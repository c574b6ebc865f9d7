//! services/api/src/web/auth.rs
//!
//! Authentication endpoints for user signup, login, logout, and session echo.

use argon2::{
    password_hash::{rand_core::OsRng, PasswordHash, PasswordHasher, PasswordVerifier, SaltString},
    Argon2,
};
use axum::{extract::State, http::StatusCode, response::IntoResponse, Extension, Json};
use serde::{Deserialize, Serialize};
use std::sync::Arc;
use tracing::error;
use utoipa::ToSchema;
use uuid::Uuid;

use crate::web::state::AppState;
use crate::web::token::AuthUser;
use crate::web::{failure, ApiFailure, Message};
use jobdigest_core::ports::PortError;

//=========================================================================================
// Request/Response Types
//=========================================================================================

#[derive(Deserialize, ToSchema)]
pub struct SignupRequest {
    #[serde(default)]
    pub username: String,
    #[serde(default)]
    pub password: String,
}

#[derive(Deserialize, ToSchema)]
pub struct LoginRequest {
    #[serde(default)]
    pub username: String,
    #[serde(default)]
    pub password: String,
}

/// The user object returned by auth endpoints. Never carries a password field.
#[derive(Serialize, ToSchema)]
pub struct UserResponse {
    pub id: Uuid,
    pub username: String,
}

#[derive(Serialize, ToSchema)]
pub struct SignupResponse {
    pub message: String,
    pub user: UserResponse,
}

#[derive(Serialize, ToSchema)]
pub struct LoginResponse {
    pub message: String,
    pub token: String,
    pub user: UserResponse,
}

#[derive(Serialize, ToSchema)]
pub struct SessionResponse {
    pub user: UserResponse,
}

//=========================================================================================
// Handlers
//=========================================================================================

/// POST /auth/signup - Create a new user account
#[utoipa::path(
    post,
    path = "/auth/signup",
    request_body = SignupRequest,
    responses(
        (status = 201, description = "User created successfully", body = SignupResponse),
        (status = 400, description = "Missing username or password", body = Message),
        (status = 409, description = "Username already taken", body = Message),
        (status = 500, description = "Internal server error", body = Message)
    )
)]
pub async fn signup_handler(
    State(state): State<Arc<AppState>>,
    Json(req): Json<SignupRequest>,
) -> Result<impl IntoResponse, ApiFailure> {
    // 1. Validate presence of both fields
    if req.username.is_empty() || req.password.is_empty() {
        return Err(failure(
            StatusCode::BAD_REQUEST,
            "Username and password are required.",
        ));
    }

    // 2. Reject duplicate usernames up front
    let existing = state
        .db
        .get_user_by_username(&req.username)
        .await
        .map_err(|e| {
            error!("Failed to look up user: {:?}", e);
            failure(
                StatusCode::INTERNAL_SERVER_ERROR,
                "Failed to register user.",
            )
        })?;
    if existing.is_some() {
        return Err(failure(StatusCode::CONFLICT, "Username already taken."));
    }

    // 3. Hash the password
    let salt = SaltString::generate(&mut OsRng);
    let argon2 = Argon2::default();
    let password_hash = argon2
        .hash_password(req.password.as_bytes(), &salt)
        .map_err(|e| {
            error!("Failed to hash password: {:?}", e);
            failure(
                StatusCode::INTERNAL_SERVER_ERROR,
                "Failed to register user.",
            )
        })?
        .to_string();

    // 4. Create user in database. The unique constraint still backstops a
    // concurrent signup that slipped past the lookup above.
    let user = state
        .db
        .create_user(&req.username, &password_hash)
        .await
        .map_err(|e| match e {
            PortError::Conflict(message) => failure(StatusCode::CONFLICT, message),
            other => {
                error!("Failed to create user: {:?}", other);
                failure(
                    StatusCode::INTERNAL_SERVER_ERROR,
                    "Failed to register user.",
                )
            }
        })?;

    let response = SignupResponse {
        message: "User registered successfully!".to_string(),
        user: UserResponse {
            id: user.id,
            username: user.username,
        },
    };
    Ok((StatusCode::CREATED, Json(response)))
}

/// POST /auth/login - Login with existing account
#[utoipa::path(
    post,
    path = "/auth/login",
    request_body = LoginRequest,
    responses(
        (status = 200, description = "Login successful", body = LoginResponse),
        (status = 400, description = "Missing username or password", body = Message),
        (status = 401, description = "Invalid credentials", body = Message),
        (status = 500, description = "Internal server error", body = Message)
    )
)]
pub async fn login_handler(
    State(state): State<Arc<AppState>>,
    Json(req): Json<LoginRequest>,
) -> Result<impl IntoResponse, ApiFailure> {
    // 1. Validate presence of both fields
    if req.username.is_empty() || req.password.is_empty() {
        return Err(failure(
            StatusCode::BAD_REQUEST,
            "Username and password are required.",
        ));
    }

    // 2. Get user by username. An unknown name and a wrong password produce
    // the same response.
    let credentials = state
        .db
        .get_user_by_username(&req.username)
        .await
        .map_err(|e| {
            error!("Failed to get user: {:?}", e);
            failure(StatusCode::INTERNAL_SERVER_ERROR, "Failed to login.")
        })?
        .ok_or_else(|| failure(StatusCode::UNAUTHORIZED, "Invalid credentials."))?;

    // 3. Verify password
    let parsed_hash = PasswordHash::new(&credentials.password_hash).map_err(|e| {
        error!("Failed to parse password hash: {:?}", e);
        failure(StatusCode::INTERNAL_SERVER_ERROR, "Failed to login.")
    })?;

    let valid = Argon2::default()
        .verify_password(req.password.as_bytes(), &parsed_hash)
        .is_ok();
    if !valid {
        return Err(failure(StatusCode::UNAUTHORIZED, "Invalid credentials."));
    }

    // 4. Issue a signed bearer token
    let token = state
        .tokens
        .issue(credentials.id, &credentials.username)
        .map_err(|e| {
            error!("Failed to issue token: {:?}", e);
            failure(StatusCode::INTERNAL_SERVER_ERROR, "Failed to login.")
        })?;

    let response = LoginResponse {
        message: "Login successful!".to_string(),
        token,
        user: UserResponse {
            id: credentials.id,
            username: credentials.username,
        },
    };
    Ok((StatusCode::OK, Json(response)))
}

/// POST /auth/logout - Stateless logout
///
/// Bearer tokens are not stored server-side; the client simply discards its
/// copy. The endpoint exists so the client flow has something to call.
#[utoipa::path(
    post,
    path = "/auth/logout",
    responses((status = 200, description = "Logout successful", body = Message))
)]
pub async fn logout_handler() -> impl IntoResponse {
    (
        StatusCode::OK,
        Json(Message {
            message: "Logged out.".to_string(),
        }),
    )
}

/// GET /auth/session - Echo the identity embedded in the verified token
#[utoipa::path(
    get,
    path = "/auth/session",
    responses(
        (status = 200, description = "Current session user", body = SessionResponse),
        (status = 401, description = "Missing or invalid token", body = Message)
    ),
    security(("bearer_token" = []))
)]
pub async fn session_handler(Extension(user): Extension<AuthUser>) -> impl IntoResponse {
    (
        StatusCode::OK,
        Json(SessionResponse {
            user: UserResponse {
                id: user.id,
                username: user.username,
            },
        }),
    )
}

#[cfg(test)]
mod tests {
    use super::*;

    #[test]
    fn stored_hash_is_never_the_plaintext_and_verifies() {
        let salt = SaltString::generate(&mut OsRng);
        let hash = Argon2::default()
            .hash_password(b"hunter2", &salt)
            .unwrap()
            .to_string();

        assert_ne!(hash, "hunter2");
        assert!(!hash.contains("hunter2"));

        let parsed = PasswordHash::new(&hash).unwrap();
        assert!(Argon2::default()
            .verify_password(b"hunter2", &parsed)
            .is_ok());
        assert!(Argon2::default()
            .verify_password(b"wrong", &parsed)
            .is_err());
    }

    #[test]
    fn user_response_has_no_password_field() {
        let json = serde_json::to_value(UserResponse {
            id: Uuid::new_v4(),
            username: "alice".to_string(),
        })
        .unwrap();
        let keys: Vec<&str> = json.as_object().unwrap().keys().map(|k| k.as_str()).collect();
        assert_eq!(keys, ["id", "username"]);
    }
}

..........

Description of the task:
Every line that contains the string "client" should be copied from the entries.

Answer area:
/// Bearer tokens are not stored server-side; the client simply discards its
/// copy. The endpoint exists so the client flow has something to call.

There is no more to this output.